| Data provided |
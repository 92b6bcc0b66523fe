//! Annotation evaluator: collaborator abstraction + in-memory cache.
//!
//! The real evaluator (LLM multi-dimension grading + semantic similarity) lives
//! outside this crate. Here we only define its contract, the quality-signal
//! blend, and the wrappers the reward path composes around it.

use std::collections::HashMap;
use std::sync::atomic::{AtomicUsize, Ordering};
use std::sync::{Arc, Mutex};

use async_trait::async_trait;
use metrics::counter;
use serde::{Deserialize, Serialize};
use sha2::{Digest, Sha256};
use tracing::debug;

use crate::config::{EvaluatorConfig, EvaluatorMode, RewardConfig};
use crate::error::{EngineError, Result};
use crate::sdg::SdgLabel;

/// What the evaluator grades: a user's annotation of a passage against a label.
#[derive(Debug, Clone, PartialEq, Eq, Serialize, Deserialize)]
pub struct AnnotationRequest {
    /// Abstract section the annotation refers to.
    pub passage: String,
    /// The user's comment.
    pub annotation: String,
    pub target_label: SdgLabel,
}

impl AnnotationRequest {
    pub fn new(
        passage: impl Into<String>,
        annotation: impl Into<String>,
        target_label: SdgLabel,
    ) -> Self {
        Self {
            passage: passage.into(),
            annotation: annotation.into(),
            target_label,
        }
    }

    /// Nothing to grade: empty comment or empty passage.
    pub fn is_blank(&self) -> bool {
        self.annotation.trim().is_empty() || self.passage.trim().is_empty()
    }

    /// Stable key for caching and anonymized logging.
    pub fn fingerprint(&self) -> String {
        let mut hasher = Sha256::new();
        hasher.update(self.passage.as_bytes());
        hasher.update([0u8]);
        hasher.update(self.annotation.as_bytes());
        hasher.update([0u8]);
        hasher.update(self.target_label.value().to_le_bytes());
        let digest = hasher.finalize();
        digest.iter().take(12).map(|b| format!("{b:02x}")).collect()
    }
}

/// Structured score returned by the evaluator. Every field in `[0, 1]`.
#[derive(Debug, Clone, Copy, PartialEq, Serialize, Deserialize)]
pub struct EvaluationScore {
    pub relevance: f64,
    pub depth: f64,
    pub correctness: f64,
    pub creativity: f64,
    pub semantic_score: f64,
}

impl EvaluationScore {
    /// Reject out-of-range or non-finite fields (unusable collaborator output).
    pub fn validate(&self) -> Result<()> {
        for (name, v) in [
            ("relevance", self.relevance),
            ("depth", self.depth),
            ("correctness", self.correctness),
            ("creativity", self.creativity),
            ("semantic_score", self.semantic_score),
        ] {
            if !v.is_finite() || !(0.0..=1.0).contains(&v) {
                return Err(EngineError::external(format!(
                    "evaluator returned {name} = {v}, expected [0, 1]"
                )));
            }
        }
        Ok(())
    }

    /// Mean of the four LLM dimensions.
    pub fn llm_mean(&self) -> f64 {
        (self.relevance + self.depth + self.correctness + self.creativity) / 4.0
    }

    /// Weighted blend of LLM mean and semantic similarity, in `[0, 1]`.
    pub fn quality_signal(&self, cfg: &RewardConfig) -> Result<f64> {
        self.validate()?;
        let denom = cfg.llm_weight + cfg.semantic_weight;
        if denom.is_nan() || denom <= 0.0 {
            return Err(EngineError::invalid(
                "reward.llm_weight + reward.semantic_weight must be > 0",
            ));
        }
        let q = (cfg.llm_weight * self.llm_mean() + cfg.semantic_weight * self.semantic_score)
            / denom;
        Ok(q.clamp(0.0, 1.0))
    }
}

/// Collaborator contract. Implementations must be deterministic enough that a
/// fixed-value double is a valid substitute.
#[async_trait]
pub trait AnnotationEvaluator: Send + Sync {
    async fn evaluate(&self, request: &AnnotationRequest) -> Result<EvaluationScore>;
    /// Name for diagnostics.
    fn name(&self) -> &'static str;
}

pub type DynEvaluator = Arc<dyn AnnotationEvaluator>;

/// Factory: build an evaluator from config.
///
/// * `disabled` → every evaluation fails (rewards are reported, not zeroed).
/// * `fixed` → deterministic stand-in returning `fixed_score`.
///
/// A non-zero `cache_capacity` wraps the evaluator in a [`CachingEvaluator`].
pub fn build_evaluator(cfg: &EvaluatorConfig) -> DynEvaluator {
    match (cfg.mode, cfg.fixed_score) {
        (EvaluatorMode::Fixed, Some(score)) => {
            let fixed = FixedEvaluator::new(score);
            if cfg.cache_capacity > 0 {
                Arc::new(CachingEvaluator::new(fixed, cfg.cache_capacity))
            } else {
                Arc::new(fixed)
            }
        }
        _ => Arc::new(DisabledEvaluator),
    }
}

/// Returns the same score for every request and counts calls.
#[derive(Debug)]
pub struct FixedEvaluator {
    score: EvaluationScore,
    calls: AtomicUsize,
}

impl FixedEvaluator {
    pub fn new(score: EvaluationScore) -> Self {
        Self {
            score,
            calls: AtomicUsize::new(0),
        }
    }

    /// All five fields set to `v`.
    pub fn uniform(v: f64) -> Self {
        Self::new(EvaluationScore {
            relevance: v,
            depth: v,
            correctness: v,
            creativity: v,
            semantic_score: v,
        })
    }

    pub fn calls(&self) -> usize {
        self.calls.load(Ordering::SeqCst)
    }
}

#[async_trait]
impl AnnotationEvaluator for FixedEvaluator {
    async fn evaluate(&self, _request: &AnnotationRequest) -> Result<EvaluationScore> {
        self.calls.fetch_add(1, Ordering::SeqCst);
        Ok(self.score)
    }

    fn name(&self) -> &'static str {
        "fixed"
    }
}

/// Always fails; used when no evaluator is configured.
#[derive(Debug, Default)]
pub struct DisabledEvaluator;

#[async_trait]
impl AnnotationEvaluator for DisabledEvaluator {
    async fn evaluate(&self, _request: &AnnotationRequest) -> Result<EvaluationScore> {
        Err(EngineError::external("annotation evaluator is disabled"))
    }

    fn name(&self) -> &'static str {
        "disabled"
    }
}

/// Memoizes successful evaluations by request fingerprint. Failures pass
/// through and are never cached.
pub struct CachingEvaluator<E: AnnotationEvaluator> {
    inner: E,
    cache: Mutex<HashMap<String, EvaluationScore>>,
    capacity: usize,
}

impl<E: AnnotationEvaluator> CachingEvaluator<E> {
    pub fn new(inner: E, capacity: usize) -> Self {
        Self {
            inner,
            cache: Mutex::new(HashMap::new()),
            capacity: capacity.max(1),
        }
    }

    pub fn inner(&self) -> &E {
        &self.inner
    }

    pub fn len(&self) -> usize {
        self.cache.lock().expect("evaluator cache mutex poisoned").len()
    }

    pub fn is_empty(&self) -> bool {
        self.len() == 0
    }
}

#[async_trait]
impl<E: AnnotationEvaluator> AnnotationEvaluator for CachingEvaluator<E> {
    async fn evaluate(&self, request: &AnnotationRequest) -> Result<EvaluationScore> {
        let key = request.fingerprint();
        {
            let cache = self.cache.lock().expect("evaluator cache mutex poisoned");
            if let Some(hit) = cache.get(&key) {
                counter!("evaluator_cache_hits_total").increment(1);
                debug!(id = %key, "evaluator cache hit");
                return Ok(*hit);
            }
        }

        counter!("evaluator_cache_misses_total").increment(1);
        let fresh = self.inner.evaluate(request).await?;
        fresh.validate()?;

        let mut cache = self.cache.lock().expect("evaluator cache mutex poisoned");
        if cache.len() >= self.capacity {
            // Simple bound: start over rather than track recency.
            cache.clear();
        }
        cache.insert(key, fresh);
        Ok(fresh)
    }

    fn name(&self) -> &'static str {
        self.inner.name()
    }
}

| What to work on |
In the lines above, find each one with "comment" and list it.

| Response |
    /// The user's comment.
    /// Nothing to grade: empty comment or empty passage.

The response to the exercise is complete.